Woodworking archive

Large Guanque Tower Model

More than ten years ago, we built a large wooden model of Guanque Tower for display. Compared with my smaller architectural miniatures, this one was closer to an exhibition piece: bigger, heavier, and made to be assembled in a public space.

Guanque Tower, also known as Stork Tower, is a historic landmark in Yuncheng, Shanxi. It is widely remembered through Wang Zhihuan's Tang dynasty poem "Deng Guanque Lou", often translated as "On the Stork Tower".

The building behind the model

Guanque Tower is one of the well-known ancient-style landmarks of Shanxi. Its strong vertical form, layered rooflines, and broad stepped silhouette make it a natural subject for a wooden architectural model.
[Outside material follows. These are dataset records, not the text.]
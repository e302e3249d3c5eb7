//! The `install` target.

use crate::graph::{Install, InstallKind};
use crate::make::error::MakeError;
use crate::make::fragment::{Fragment, ToFragment, concat};
use crate::make::makefile::{Flavor, Makefile, Rule, Shell};
use crate::make::symbols::Variable;
use crate::make::syntax::SyntaxContext;

fn install_command(makefile: &mut Makefile, kind: InstallKind) -> Result<Variable, MakeError> {
    let install = makefile.variable_or_existing(
        "INSTALL",
        Shell::Line(Fragment::literal("install")),
        Flavor::Simple,
        None,
    )?;
    let (name, mode) = match kind {
        InstallKind::Program => ("INSTALL_PROGRAM", "755"),
        InstallKind::Data => ("INSTALL_DATA", "644"),
    };
    makefile.variable_or_existing(
        name,
        Shell::Line(concat([
            install.to_fragment(),
            Fragment::literal(format!(" -m {mode}")),
        ])),
        Flavor::Simple,
        None,
    )
}

pub(super) fn emit(install: &Install, makefile: &mut Makefile) -> Result<(), MakeError> {
    if install.is_empty() {
        return Ok(());
    }
    let mut recipe = Vec::with_capacity(install.files.len() + install.directories.len());
    for file in &install.files {
        let command = install_command(makefile, file.kind)?;
        recipe.push(Shell::Words(vec![
            command.to_fragment(),
            Fragment::literal("-D"),
            Fragment::from(&file.path),
            Fragment::from(file.path.reroot(file.root)),
        ]));
    }
    for dir in &install.directories {
        let src = Fragment::from(&dir.path).render(SyntaxContext::ShellWord);
        let dst = Fragment::from(dir.path.reroot(dir.root)).render(SyntaxContext::ShellWord);
        recipe.push(Shell::Line(Fragment::escaped(format!(
            "mkdir -p {dst} && cp -r {src}/* {dst}"
        ))));
    }
    makefile.rule(
        Rule::new([Fragment::literal("install")])
            .deps([Fragment::literal("all")])
            .recipe(recipe)
            .phony(),
    )
}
The tower is also tied closely to classical Chinese poetry. Wang Zhihuan's "Deng Guanque Lou" made the place famous far beyond its physical location, turning the tower into an image of height, distance, and looking outward.

Work in progress

These first photos show the model before final assembly. At this stage, the main body, roof layers, railings, and repeated structural elements were already taking shape, but the piece still had the honest look of a workshop build.

A large model like this depends on proportion more than tiny detail. The repeated eaves and stacked floors needed to read clearly from a distance, especially once the model was moved out of the shop and placed in an exhibition environment.

Large wooden Guanque Tower model during the unfinished workshop stage
The large Guanque Tower model as a half-finished workshop piece, with the main structure and roof rhythm visible.
Half-finished wooden Guanque Tower model showing roof and facade details
A closer stage of the unfinished model, showing the layered eaves, facade pieces, and overall vertical form.

Assembled for exhibition

The next photos were taken after the model was assembled at an exhibition. Seeing it outside the workshop changed the feeling of the piece: it was no longer only a woodworking project, but something visitors could walk around and understand at a glance.

Looking back, I like how direct the build was. It was made by hand, with practical joinery and repeated parts, but the final result still carried the recognizable presence of Guanque Tower.

Large Guanque Tower model assembled at an exhibition
The model assembled and placed at the exhibition, where its size and silhouette became much easier to feel.
Exhibition view of the large wooden Guanque Tower model
Another exhibition view, showing the completed model as a public display piece rather than a workshop object.

Why I keep these old photos

The photos are old, but they still matter to me. They record a kind of woodworking that is patient, architectural, and connected to local culture.

Before I was documenting electronics, motion systems, and modern workshop tools, there were already projects like this: wood, structure, memory, and the pleasure of making something large enough to stand in the world.